45 pc des garçons et environ 36 pc des filles de 10 à 17 ans

consomment régulièrement de l'alcool,
c'est-à-dire au moins une fois par semaine.

L'alcool le plus largement consommé reste la bière (70 pc des jeunes en consomment) mais les adolescents sont confrontés à une gamme de produits alcoolisés plus vaste et sans cesse renouvelée, comme les alcopops ou «breezers», sans aucun doute les plus dangereux. Présentées comme des limons boissons contiennent en effet aussi de l'alcool fort.

3 Cannabis et ecstasy.

 

En 2001, 35pc des jeunes de 15 à 16 ans avaient déjà
essayé le cannabis au moins une fois dans leur vie.
Dans 90 pc des cas, par simple curiosité d'abord.

En 2003, ces chiffres avaient diminué mais ils restent néanmoins inquiétants

si l'on sait qu'il s'agit de la drogue la plus répandue et la plus consommée des drogues douces, et qu'elle contient pas moins de quelque 400 produits chimiques! Les garçons commencent à le fumer dès l'âge de 16 ans tandis que les filles y touchent en moyenne deux ans plus tard.

 

4 Le jeu.

 

La loi interdit aux mineurs d'acheter des produits de la Loterie Nationale.

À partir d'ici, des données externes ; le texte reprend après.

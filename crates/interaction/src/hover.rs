use foundation::ids::FeatureId;

use crate::pointer::{Cursor, PointerEvent};

/// Where hover side effects land: the engine's feature-state store and the
/// canvas cursor. Kept minimal so the tracker runs against a fake in tests.
pub trait HighlightSink {
    fn set_hover(&mut self, id: FeatureId, hover: bool);
    fn set_cursor(&mut self, cursor: Cursor);
}

#[derive(Debug, Copy, Clone, Default, PartialEq, Eq)]
pub enum HoverState {
    #[default]
    Idle,
    Hovering(FeatureId),
}

/// Tracks which single feature currently has pointer focus and keeps the
/// sink's highlight flags in step.
///
/// Invariants:
/// - At most one feature is marked hovered at any time.
/// - Moving from A to B clears A's highlight before setting B's.
#[derive(Debug, Clone, Default, PartialEq, Eq)]
pub struct HoverTracker {
    state: HoverState,
}

impl HoverTracker {
    pub fn new() -> Self {
        Self::default()
    }

    pub fn state(&self) -> HoverState {
        self.state
    }

    /// Pointer moved within the overlay's hit region.
    ///
    /// An event with no features is a no-op, not a leave. Re-entering the
    /// feature already hovered writes nothing.
    pub fn pointer_move(&mut self, event: &PointerEvent, sink: &mut impl HighlightSink) {
        let Some(next) = event.topmost() else {
            return;
        };

        match self.state {
            HoverState::Hovering(prev) if prev == next => {}
            HoverState::Hovering(prev) => {
                sink.set_hover(prev, false);
                sink.set_hover(next, true);
                self.state = HoverState::Hovering(next);
            }
            HoverState::Idle => {
                sink.set_hover(next, true);
                sink.set_cursor(Cursor::Pointer);
                self.state = HoverState::Hovering(next);
            }
        }
    }

    /// Pointer left the overlay's hit region entirely.
    pub fn pointer_leave(&mut self, sink: &mut impl HighlightSink) {
        if let HoverState::Hovering(id) = self.state {
            sink.set_hover(id, false);
            sink.set_cursor(Cursor::Default);
            self.state = HoverState::Idle;
        }
    }
}

#[cfg(test)]
mod tests {
    use super::{HighlightSink, HoverState, HoverTracker};
    use crate::pointer::{Cursor, PointerEvent};
    use foundation::geo::LngLat;
    use foundation::ids::FeatureId;
    use overlay::FeatureStateStore;
    use pretty_assertions::assert_eq;

    #[derive(Debug, PartialEq)]
    enum Op {
        Hover(FeatureId, bool),
        Cursor(Cursor),
    }

    /// Test double: records every write and mirrors it into a state store.
    #[derive(Default)]
    struct RecordingSink {
        ops: Vec<Op>,
        store: FeatureStateStore,
        cursor: Cursor,
    }

    impl HighlightSink for RecordingSink {
        fn set_hover(&mut self, id: FeatureId, hover: bool) {
            self.ops.push(Op::Hover(id, hover));
            self.store.set_hover(id, hover);
        }

        fn set_cursor(&mut self, cursor: Cursor) {
            self.ops.push(Op::Cursor(cursor));
            self.cursor = cursor;
        }
    }

    fn over(id: u64) -> PointerEvent {
        PointerEvent::over(LngLat::new(-123.14, 49.28), FeatureId(id))
    }

    #[test]
    fn entering_a_feature_highlights_it_and_sets_the_cursor() {
        let mut tracker = HoverTracker::new();
        let mut sink = RecordingSink::default();

        tracker.pointer_move(&over(1), &mut sink);

        assert_eq!(tracker.state(), HoverState::Hovering(FeatureId(1)));
        assert_eq!(
            sink.ops,
            vec![Op::Hover(FeatureId(1), true), Op::Cursor(Cursor::Pointer)]
        );
        assert_eq!(sink.store.hovered(), vec![FeatureId(1)]);
    }

    #[test]
    fn empty_payload_is_a_no_op_not_a_leave() {
        let mut tracker = HoverTracker::new();
        let mut sink = RecordingSink::default();

        tracker.pointer_move(&over(1), &mut sink);
        sink.ops.clear();

        tracker.pointer_move(&PointerEvent::at(LngLat::new(0.0, 0.0)), &mut sink);

        assert_eq!(tracker.state(), HoverState::Hovering(FeatureId(1)));
        assert!(sink.ops.is_empty());
        assert_eq!(sink.store.hovered(), vec![FeatureId(1)]);
    }

    #[test]
    fn re_entering_the_same_feature_writes_nothing() {
        let mut tracker = HoverTracker::new();
        let mut sink = RecordingSink::default();

        tracker.pointer_move(&over(1), &mut sink);
        sink.ops.clear();

        tracker.pointer_move(&over(1), &mut sink);
        tracker.pointer_move(&over(1), &mut sink);

        assert!(sink.ops.is_empty());
        assert_eq!(tracker.state(), HoverState::Hovering(FeatureId(1)));
    }

    #[test]
    fn moving_between_features_clears_the_previous_first() {
        let mut tracker = HoverTracker::new();
        let mut sink = RecordingSink::default();

        tracker.pointer_move(&over(1), &mut sink);
        sink.ops.clear();

        tracker.pointer_move(&over(2), &mut sink);

        assert_eq!(
            sink.ops,
            vec![Op::Hover(FeatureId(1), false), Op::Hover(FeatureId(2), true)]
        );
        assert_eq!(sink.store.hovered(), vec![FeatureId(2)]);
        assert_eq!(tracker.state(), HoverState::Hovering(FeatureId(2)));
    }

    #[test]
    fn leave_clears_the_highlight_and_restores_the_cursor() {
        let mut tracker = HoverTracker::new();
        let mut sink = RecordingSink::default();

        tracker.pointer_move(&over(1), &mut sink);
        sink.ops.clear();

        tracker.pointer_leave(&mut sink);

        assert_eq!(
            sink.ops,
            vec![Op::Hover(FeatureId(1), false), Op::Cursor(Cursor::Default)]
        );
        assert_eq!(tracker.state(), HoverState::Idle);
        assert!(sink.store.hovered().is_empty());
        assert_eq!(sink.cursor, Cursor::Default);
    }

    #[test]
    fn leave_while_idle_is_a_no_op() {
        let mut tracker = HoverTracker::new();
        let mut sink = RecordingSink::default();

        tracker.pointer_leave(&mut sink);

        assert!(sink.ops.is_empty());
        assert_eq!(tracker.state(), HoverState::Idle);
    }

    #[test]
    fn at_most_one_feature_is_hovered_across_any_move_sequence() {
        let mut tracker = HoverTracker::new();
        let mut sink = RecordingSink::default();

        let sequence = [1u64, 1, 2, 3, 3, 1, 2];
        for id in sequence {
            tracker.pointer_move(&over(id), &mut sink);
            assert!(sink.store.hovered().len() <= 1, "hovered more than one");
        }
        assert_eq!(sink.store.hovered(), vec![FeatureId(2)]);

        tracker.pointer_leave(&mut sink);
        assert!(sink.store.hovered().is_empty());
    }
}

Des jeunes âgés de 12 à 14 ans se sontrendus, sous la supervision du Crioc,

dans 52 points de vente de la Loterie pour y acquérir un billet à gratter ou un bulletin de Lotto.

Dans 85 pc des cas, les buralistes ont répondu sans réserve à la demande du jeune consommateur.

La violation de l'interdit légal

semblerait plus fréquente en Flandre (95 pc) qu'en Wallonie (60 pc)

et à Bruxelles (56 pc).

Or, le problème du jeu précoce peut engendrer une dépendance.
On estime que dans les pays occidentaux, la population touchée par les
problèmes liés au jeu est de 1 à 2pc chez les adultes et de 3 à 5 pc chez les
adolescents.

 

5 Les nouvelles technologies.

 

Cibles directes de ces produits, les jeunes ne restent pas de marbre face à l'attrait des MP 3 et autres IPod.
Certains affirment même ne pouvoir plus s'en passer.

Toujours selon le Crioc,

il existe,chez certains jeunes, une forme de dépendance à une nouvelle
technologie mais les recherches sur ce sujet ainsi que des statistiques
officielles n'ont pas encore été établies.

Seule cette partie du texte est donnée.